Collected data entries:
*** Begin section ***

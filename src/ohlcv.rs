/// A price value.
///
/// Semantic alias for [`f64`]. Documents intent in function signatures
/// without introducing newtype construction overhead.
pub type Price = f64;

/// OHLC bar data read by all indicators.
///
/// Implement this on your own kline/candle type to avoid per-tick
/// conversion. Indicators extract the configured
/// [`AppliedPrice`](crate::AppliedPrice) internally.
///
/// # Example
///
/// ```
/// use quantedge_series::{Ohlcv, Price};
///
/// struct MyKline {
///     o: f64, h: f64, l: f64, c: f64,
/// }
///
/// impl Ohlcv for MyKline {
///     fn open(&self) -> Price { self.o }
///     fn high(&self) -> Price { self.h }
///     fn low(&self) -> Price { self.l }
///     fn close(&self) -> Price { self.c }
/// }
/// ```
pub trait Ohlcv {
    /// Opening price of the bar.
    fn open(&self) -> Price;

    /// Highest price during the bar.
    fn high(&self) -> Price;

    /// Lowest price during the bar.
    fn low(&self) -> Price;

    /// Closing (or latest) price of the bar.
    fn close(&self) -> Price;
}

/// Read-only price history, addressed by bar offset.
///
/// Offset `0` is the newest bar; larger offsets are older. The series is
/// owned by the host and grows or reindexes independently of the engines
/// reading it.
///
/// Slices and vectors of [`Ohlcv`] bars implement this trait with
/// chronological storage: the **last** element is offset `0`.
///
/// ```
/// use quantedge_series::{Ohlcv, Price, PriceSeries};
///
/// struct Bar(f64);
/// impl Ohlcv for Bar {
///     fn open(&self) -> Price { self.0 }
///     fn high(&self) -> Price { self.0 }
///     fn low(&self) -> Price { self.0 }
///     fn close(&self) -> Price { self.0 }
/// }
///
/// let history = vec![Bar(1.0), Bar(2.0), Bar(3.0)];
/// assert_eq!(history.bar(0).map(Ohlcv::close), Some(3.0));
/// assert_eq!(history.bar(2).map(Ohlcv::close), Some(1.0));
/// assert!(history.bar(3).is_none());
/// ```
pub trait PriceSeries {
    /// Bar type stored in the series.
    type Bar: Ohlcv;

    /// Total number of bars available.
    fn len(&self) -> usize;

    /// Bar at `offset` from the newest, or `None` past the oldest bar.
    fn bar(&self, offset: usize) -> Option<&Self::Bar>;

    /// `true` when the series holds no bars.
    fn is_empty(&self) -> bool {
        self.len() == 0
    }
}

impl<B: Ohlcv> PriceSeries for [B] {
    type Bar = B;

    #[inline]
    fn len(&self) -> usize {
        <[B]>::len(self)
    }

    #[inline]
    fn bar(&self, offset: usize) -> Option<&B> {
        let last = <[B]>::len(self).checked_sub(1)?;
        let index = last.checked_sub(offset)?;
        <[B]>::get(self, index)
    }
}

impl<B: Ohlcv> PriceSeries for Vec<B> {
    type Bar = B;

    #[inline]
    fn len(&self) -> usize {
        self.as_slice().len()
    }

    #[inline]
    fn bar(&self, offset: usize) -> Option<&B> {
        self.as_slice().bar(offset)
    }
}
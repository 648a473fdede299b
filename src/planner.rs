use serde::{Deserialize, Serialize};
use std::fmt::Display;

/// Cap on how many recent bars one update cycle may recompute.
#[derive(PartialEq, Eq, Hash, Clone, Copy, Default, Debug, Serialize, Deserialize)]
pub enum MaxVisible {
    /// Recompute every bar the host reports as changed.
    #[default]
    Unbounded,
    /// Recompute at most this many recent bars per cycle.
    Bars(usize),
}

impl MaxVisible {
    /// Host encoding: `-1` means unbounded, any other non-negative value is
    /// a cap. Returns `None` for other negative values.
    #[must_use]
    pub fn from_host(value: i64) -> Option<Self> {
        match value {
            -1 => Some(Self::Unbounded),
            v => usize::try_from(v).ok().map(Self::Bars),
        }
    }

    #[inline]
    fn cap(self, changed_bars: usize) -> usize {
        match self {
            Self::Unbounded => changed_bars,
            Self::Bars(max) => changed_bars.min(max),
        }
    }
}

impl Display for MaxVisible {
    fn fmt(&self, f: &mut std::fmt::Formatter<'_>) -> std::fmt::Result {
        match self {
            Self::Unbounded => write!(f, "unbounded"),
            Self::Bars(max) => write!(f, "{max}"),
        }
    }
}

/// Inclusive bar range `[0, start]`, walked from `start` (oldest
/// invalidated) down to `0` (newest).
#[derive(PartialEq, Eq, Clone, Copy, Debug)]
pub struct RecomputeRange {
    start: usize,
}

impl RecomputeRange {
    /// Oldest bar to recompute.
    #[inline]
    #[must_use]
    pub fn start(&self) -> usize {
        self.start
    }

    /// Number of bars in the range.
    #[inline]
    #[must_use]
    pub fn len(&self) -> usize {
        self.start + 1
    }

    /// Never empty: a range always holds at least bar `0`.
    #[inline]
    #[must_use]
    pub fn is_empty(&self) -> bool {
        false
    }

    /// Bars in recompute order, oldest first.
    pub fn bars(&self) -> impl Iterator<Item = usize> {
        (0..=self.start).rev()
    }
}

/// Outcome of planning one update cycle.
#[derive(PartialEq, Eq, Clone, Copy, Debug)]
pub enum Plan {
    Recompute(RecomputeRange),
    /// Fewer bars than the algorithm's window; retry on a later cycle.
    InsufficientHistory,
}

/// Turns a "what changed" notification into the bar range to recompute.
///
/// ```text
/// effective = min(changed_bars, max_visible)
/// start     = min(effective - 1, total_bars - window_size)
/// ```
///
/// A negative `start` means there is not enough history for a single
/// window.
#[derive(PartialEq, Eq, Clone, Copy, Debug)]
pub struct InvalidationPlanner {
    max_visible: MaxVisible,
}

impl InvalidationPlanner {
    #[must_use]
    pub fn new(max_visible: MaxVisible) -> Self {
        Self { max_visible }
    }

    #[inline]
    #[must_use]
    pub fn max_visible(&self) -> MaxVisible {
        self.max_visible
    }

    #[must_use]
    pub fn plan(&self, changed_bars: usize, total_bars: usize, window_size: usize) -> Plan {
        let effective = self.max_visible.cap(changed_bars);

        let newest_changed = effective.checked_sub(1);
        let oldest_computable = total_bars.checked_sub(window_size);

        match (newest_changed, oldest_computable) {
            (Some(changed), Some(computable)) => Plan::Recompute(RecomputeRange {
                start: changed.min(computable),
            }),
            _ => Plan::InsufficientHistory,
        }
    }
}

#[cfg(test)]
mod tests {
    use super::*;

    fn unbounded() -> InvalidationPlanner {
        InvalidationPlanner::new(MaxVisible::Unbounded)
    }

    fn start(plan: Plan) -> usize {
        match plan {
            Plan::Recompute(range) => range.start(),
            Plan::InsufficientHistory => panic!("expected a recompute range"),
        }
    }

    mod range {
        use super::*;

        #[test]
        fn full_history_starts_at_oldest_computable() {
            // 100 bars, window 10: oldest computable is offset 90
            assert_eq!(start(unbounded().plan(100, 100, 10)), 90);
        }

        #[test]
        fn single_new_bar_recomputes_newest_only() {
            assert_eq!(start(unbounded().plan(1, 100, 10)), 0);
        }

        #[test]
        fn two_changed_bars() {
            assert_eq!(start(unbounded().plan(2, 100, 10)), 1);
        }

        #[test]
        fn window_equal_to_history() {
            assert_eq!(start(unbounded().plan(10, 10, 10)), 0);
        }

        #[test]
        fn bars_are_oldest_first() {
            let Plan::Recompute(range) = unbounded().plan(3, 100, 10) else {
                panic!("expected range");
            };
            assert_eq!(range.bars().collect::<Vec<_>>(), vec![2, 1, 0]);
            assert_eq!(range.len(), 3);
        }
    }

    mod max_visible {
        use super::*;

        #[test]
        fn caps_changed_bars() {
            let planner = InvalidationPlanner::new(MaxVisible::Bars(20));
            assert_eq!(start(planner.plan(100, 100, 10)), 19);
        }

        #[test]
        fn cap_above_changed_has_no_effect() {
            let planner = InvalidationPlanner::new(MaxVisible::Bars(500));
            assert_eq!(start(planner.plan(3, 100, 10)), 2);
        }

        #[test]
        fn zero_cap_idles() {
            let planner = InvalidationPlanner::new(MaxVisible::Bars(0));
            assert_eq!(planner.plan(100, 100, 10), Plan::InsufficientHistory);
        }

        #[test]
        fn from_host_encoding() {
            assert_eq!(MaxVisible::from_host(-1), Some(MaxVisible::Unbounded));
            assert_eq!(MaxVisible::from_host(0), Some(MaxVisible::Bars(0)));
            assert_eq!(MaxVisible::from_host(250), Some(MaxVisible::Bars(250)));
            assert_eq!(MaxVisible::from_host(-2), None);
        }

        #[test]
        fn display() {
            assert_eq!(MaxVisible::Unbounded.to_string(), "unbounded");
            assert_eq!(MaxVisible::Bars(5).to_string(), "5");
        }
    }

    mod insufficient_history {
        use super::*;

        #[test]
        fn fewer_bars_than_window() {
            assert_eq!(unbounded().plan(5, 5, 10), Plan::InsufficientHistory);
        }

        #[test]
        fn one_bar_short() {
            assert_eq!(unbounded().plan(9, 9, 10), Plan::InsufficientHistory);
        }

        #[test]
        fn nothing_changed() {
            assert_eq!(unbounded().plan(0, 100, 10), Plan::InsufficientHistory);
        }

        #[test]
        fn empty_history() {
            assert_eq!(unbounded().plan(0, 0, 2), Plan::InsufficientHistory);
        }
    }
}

*** End section ***

WHAT NEEDS TO BE DONE:
The answer must consist of every line above that holds the string "close", copied exactly.

RESULT OF THIS EXERCISE:
///     fn close(&self) -> Price { self.c }
    fn close(&self) -> Price;
///     fn close(&self) -> Price { self.0 }
/// assert_eq!(history.bar(0).map(Ohlcv::close), Some(3.0));
/// assert_eq!(history.bar(2).map(Ohlcv::close), Some(1.0));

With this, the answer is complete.